Rivalry between older and newer residents is an unavoidable phenomenon of areas that grow stylish: as more people move in and new shops open their doors, demand increases, prices rise, and those who have lived there for a long time feel squeezed. They also don’t appreciate the physical changes they see in a neighborhood that they feel belongs more to them than to the newbies introducing these changes. This resentment is understandable; everyone likes home to feel like home and even the corner falafel stand in Prenzlauer Berg costs too much compared to a less trendy neighborhood like southwestern Kreuzberg (in photo above). The current mood is comparable to the controversy about the gentrification of Williamsburg in New York City.
However, this incarnation of the timeless new vs. old resentment is distinctly Berlin in its East vs. West framing. “Westerners are like this,” one long-time resident is quoted as saying, pushing his nose in the air with his finger. He is echoing sentiments that have been around since early 1990, when a t-shirt saying “I want my wall back” became popular throughout Berlin. As author Peter Schneider predicted quite presciently in 1982, “It will take us longer to tear down the wall in our heads than any wrecking company will need for the Wall we can see.”[1]

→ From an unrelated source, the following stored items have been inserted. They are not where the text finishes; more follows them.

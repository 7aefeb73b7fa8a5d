use crate::config::ValuationConfig;
use crate::dataset::Dataset;
use crate::model::{Property, Transaction};
use crate::utils::{location_key, sub_months};
use chrono::NaiveDate;
use tracing::{debug, warn};

/// A transaction chosen as evidence for a valuation, with its similarity in (0, 1].
#[derive(Debug, Clone, Copy)]
pub struct Comparable<'a> {
    pub transaction: &'a Transaction,
    pub similarity: f64,
    pub same_location: bool,
}

#[derive(Debug, Clone, Default)]
pub struct ComparableSet<'a> {
    /// Most similar first.
    pub comparables: Vec<Comparable<'a>>,
    /// True when too few local sales forced a city-wide search.
    pub used_fallback: bool,
}

impl ComparableSet<'_> {
    pub fn len(&self) -> usize {
        self.comparables.len()
    }

    pub fn is_empty(&self) -> bool {
        self.comparables.is_empty()
    }

    pub fn bedrooms(&self) -> Vec<f64> {
        self.comparables
            .iter()
            .filter_map(|c| c.transaction.bedrooms().map(f64::from))
            .collect()
    }

    pub fn bathrooms(&self) -> Vec<f64> {
        self.comparables
            .iter()
            .filter_map(|c| c.transaction.bathrooms())
            .collect()
    }
}

/// Picks the sales most similar to `property` within the recency window before `as_of`.
///
/// Same-type sales in the property's location are preferred; when fewer than
/// `min_comparables` exist, same-type sales anywhere are considered.
pub fn select_comparables<'a>(
    data: &'a Dataset,
    property: &Property,
    as_of: NaiveDate,
    config: &ValuationConfig,
) -> ComparableSet<'a> {
    let window_start = sub_months(as_of, config.recency_window_months);
    let window_days = (as_of - window_start).num_days().max(1) as f64;
    let subject_location = location_key(property.location());

    let candidates: Vec<&Transaction> = data
        .transactions()
        .iter()
        .filter(|t| t.property_type() == property.property_type())
        .filter(|t| t.sale_date() > window_start && t.sale_date() <= as_of)
        .collect();
    let local: Vec<&Transaction> = candidates
        .iter()
        .copied()
        .filter(|t| location_key(t.location()) == subject_location)
        .collect();

    let used_fallback = local.len() < config.min_comparables;
    let pool = if used_fallback {
        warn!(
            "Only {} local {} sales for {}; searching all locations ({} candidates)",
            local.len(),
            property.property_type(),
            property.location(),
            candidates.len()
        );
        candidates
    } else {
        local
    };

    let mut comparables: Vec<Comparable> = pool
        .into_iter()
        .map(|t| {
            let same_location = location_key(t.location()) == subject_location;
            Comparable {
                transaction: t,
                similarity: similarity(property, t, as_of, window_days, same_location, config),
                same_location,
            }
        })
        .collect();

    comparables.sort_by(|a, b| {
        b.similarity
            .total_cmp(&a.similarity)
            .then_with(|| b.transaction.sale_date().cmp(&a.transaction.sale_date()))
            .then_with(|| a.transaction.id().cmp(b.transaction.id()))
    });
    comparables.truncate(config.max_comparables);

    debug!(
        "Selected {} comparables for {} (fallback: {})",
        comparables.len(),
        property.id(),
        used_fallback
    );
    ComparableSet {
        comparables,
        used_fallback,
    }
}

/// Inverse weighted distance over size, bedroom count and sale recency.
pub fn similarity(
    property: &Property,
    tx: &Transaction,
    as_of: NaiveDate,
    window_days: f64,
    same_location: bool,
    config: &ValuationConfig,
) -> f64 {
    let size_delta = (tx.square_footage() - property.square_footage()).abs() / property.square_footage();
    let bedroom_delta = match (property.bedrooms(), tx.bedrooms()) {
        (Some(a), Some(b)) => (a as f64 - b as f64).abs(),
        _ => 0.0,
    };
    let age_in_window = (as_of - tx.sale_date()).num_days().max(0) as f64 / window_days.max(1.0);

    let mut distance = config.size_weight * size_delta
        + config.bedroom_weight * bedroom_delta
        + config.recency_weight * age_in_window;
    if !same_location {
        distance += config.location_mismatch_penalty;
    }
    1.0 / (1.0 + distance)
}

#[cfg(test)]
mod tests {
    use super::*;
    use crate::model::{PropertyRecord, PropertyType};

    fn date(y: i32, m: u32, d: u32) -> NaiveDate {
        NaiveDate::from_ymd_opt(y, m, d).unwrap()
    }

    fn sale(id: &str, location: &str, sqft: f64, sold: NaiveDate) -> Transaction {
        Transaction::new(id, location, PropertyType::Apartment, sqft, sqft * 350.0, sold).unwrap()
    }

    fn subject() -> Property {
        PropertyRecord {
            id: "P1".into(),
            location: "Downtown".into(),
            property_type: PropertyType::Apartment,
            square_footage: 1200.0,
            bedrooms: Some(2),
            ..Default::default()
        }
        .try_into()
        .unwrap()
    }

    #[test]
    fn test_prefers_local_sales_and_ranks_by_similarity() {
        let mut data = Dataset::new();
        data.add_historical_data(vec![
            sale("far-size", "Downtown", 2400.0, date(2024, 4, 1)),
            sale("close", "Downtown", 1210.0, date(2024, 4, 1)),
            sale("close-old", "Downtown", 1210.0, date(2023, 8, 1)),
            sale("elsewhere", "Suburbs", 1200.0, date(2024, 4, 1)),
        ]);
        let config = ValuationConfig::default();

        let set = select_comparables(&data, &subject(), date(2024, 5, 1), &config);
        let ids: Vec<&str> = set.comparables.iter().map(|c| c.transaction.id()).collect();

        assert!(!set.used_fallback);
        assert_eq!(ids, vec!["close", "close-old", "far-size"]);
        assert!(set.comparables.iter().all(|c| c.similarity > 0.0 && c.similarity <= 1.0));
    }

    #[test]
    fn test_falls_back_to_citywide_when_location_is_thin() {
        let mut data = Dataset::new();
        data.add_historical_data(vec![
            sale("local", "Downtown", 1200.0, date(2024, 4, 1)),
            sale("a", "Suburbs", 1200.0, date(2024, 4, 1)),
            sale("b", "Olaya", 1200.0, date(2024, 3, 1)),
        ]);
        let config = ValuationConfig::default();

        let set = select_comparables(&data, &subject(), date(2024, 5, 1), &config);

        assert!(set.used_fallback);
        assert_eq!(set.len(), 3);
        assert_eq!(set.comparables[0].transaction.id(), "local");
        assert!(set.comparables[0].same_location);
        assert!(!set.comparables[1].same_location);
    }

    #[test]
    fn test_respects_recency_window_and_as_of() {
        let mut data = Dataset::new();
        data.add_historical_data(vec![
            sale("too-old", "Downtown", 1200.0, date(2022, 1, 1)),
            sale("future", "Downtown", 1200.0, date(2024, 6, 1)),
            sale("ok", "Downtown", 1200.0, date(2024, 1, 1)),
        ]);
        let config = ValuationConfig::default();

        let set = select_comparables(&data, &subject(), date(2024, 5, 1), &config);
        let ids: Vec<&str> = set.comparables.iter().map(|c| c.transaction.id()).collect();
        assert_eq!(ids, vec!["ok"]);
    }

    #[test]
    fn test_truncates_to_max_comparables() {
        let mut data = Dataset::new();
        data.add_historical_data(
            (0..25).map(|i| sale(&format!("T{:02}", i), "Downtown", 1100.0 + i as f64 * 10.0, date(2024, 3, 1))),
        );
        let config = ValuationConfig::default();

        let set = select_comparables(&data, &subject(), date(2024, 5, 1), &config);
        assert_eq!(set.len(), config.max_comparables);
        assert_eq!(set.comparables[0].transaction.id(), "T10");
    }

    #[test]
    fn test_other_property_types_are_never_comparable() {
        let mut data = Dataset::new();
        data.add_historical_data(vec![
            Transaction::new("V1", "Downtown", PropertyType::Villa, 1200.0, 500_000.0, date(2024, 4, 1)).unwrap(),
        ]);
        let set = select_comparables(&data, &subject(), date(2024, 5, 1), &ValuationConfig::default());
        assert!(set.is_empty());
    }
}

In the article, another resident accuses, “They all act so cool, as though they brought their smugness with them from the West.” Defensive words from a local--except that he just moved in four years ago and was born in western Hannover. In other words, it is easy to frame petty, common resentment (Us vs. Them, Old vs. New, me vs. the Other) in the rhetoric of East vs. West; it is almost expected, and it gives such assessments a wave of self-aware, self-justifying flavor. Have you ever met a middle-class sociology major who despises the “bourgeoisie?” Exactly.
In fact, “feeling the pain” or at least identifying with those who grew up in the former East has become a bit stylish itself with the recent rise of ostalgie, or nostalgia for things Eastern. It represents both backlash against reunification sweetened by time into romanticized memory, and also an attempt to re-color history along more pleasing lines. Wolfgang Becker’s Goodbye Lenin (2003) is a fantastic example, wherein the pitfalls of life in East vs. West Germany are summarized as outdated, anachronistic-looking food packaging and less trendy clothing.
The Christmas signs aren’t just reactionary, however, they’re also inaccurate. Frequently “outsiders” appreciate a place better than those born there, for the tautological reason that they chose to come, indicating a certain esteem for the location. Like New York, Berlin is an immigrant city made up of people from other places who frequently don’t identify with their birthplace as much as with the cosmopolitan place they now call home. “Outsiders” who become "insiders" most often make a city better by directing their energies towards use, enhancement, and preservation of its good qualities.
Luckily, according to the article, the younger generation in diapers when the Wall “fell,” seems relatively free of resentment, geographic or otherwise. One can only hope they retain their open-minded outlook when, as middle-aged taxpayers, trendsetters from other cities move into their neighborhoods and start selling chic commodities. When grumbling about how their daily latte costs twice as much, one hopes they leave behind labels of “east” and “west,” which, as time passes, are becoming just—dare I say it?—trendier, smugger ways to express tribalism.
[1] Peter Schneider, The Wall Jumper: A Berlin Story, Trans. Leigh Hafrey, (Chicago: University of Chicago Press, 1998), 119.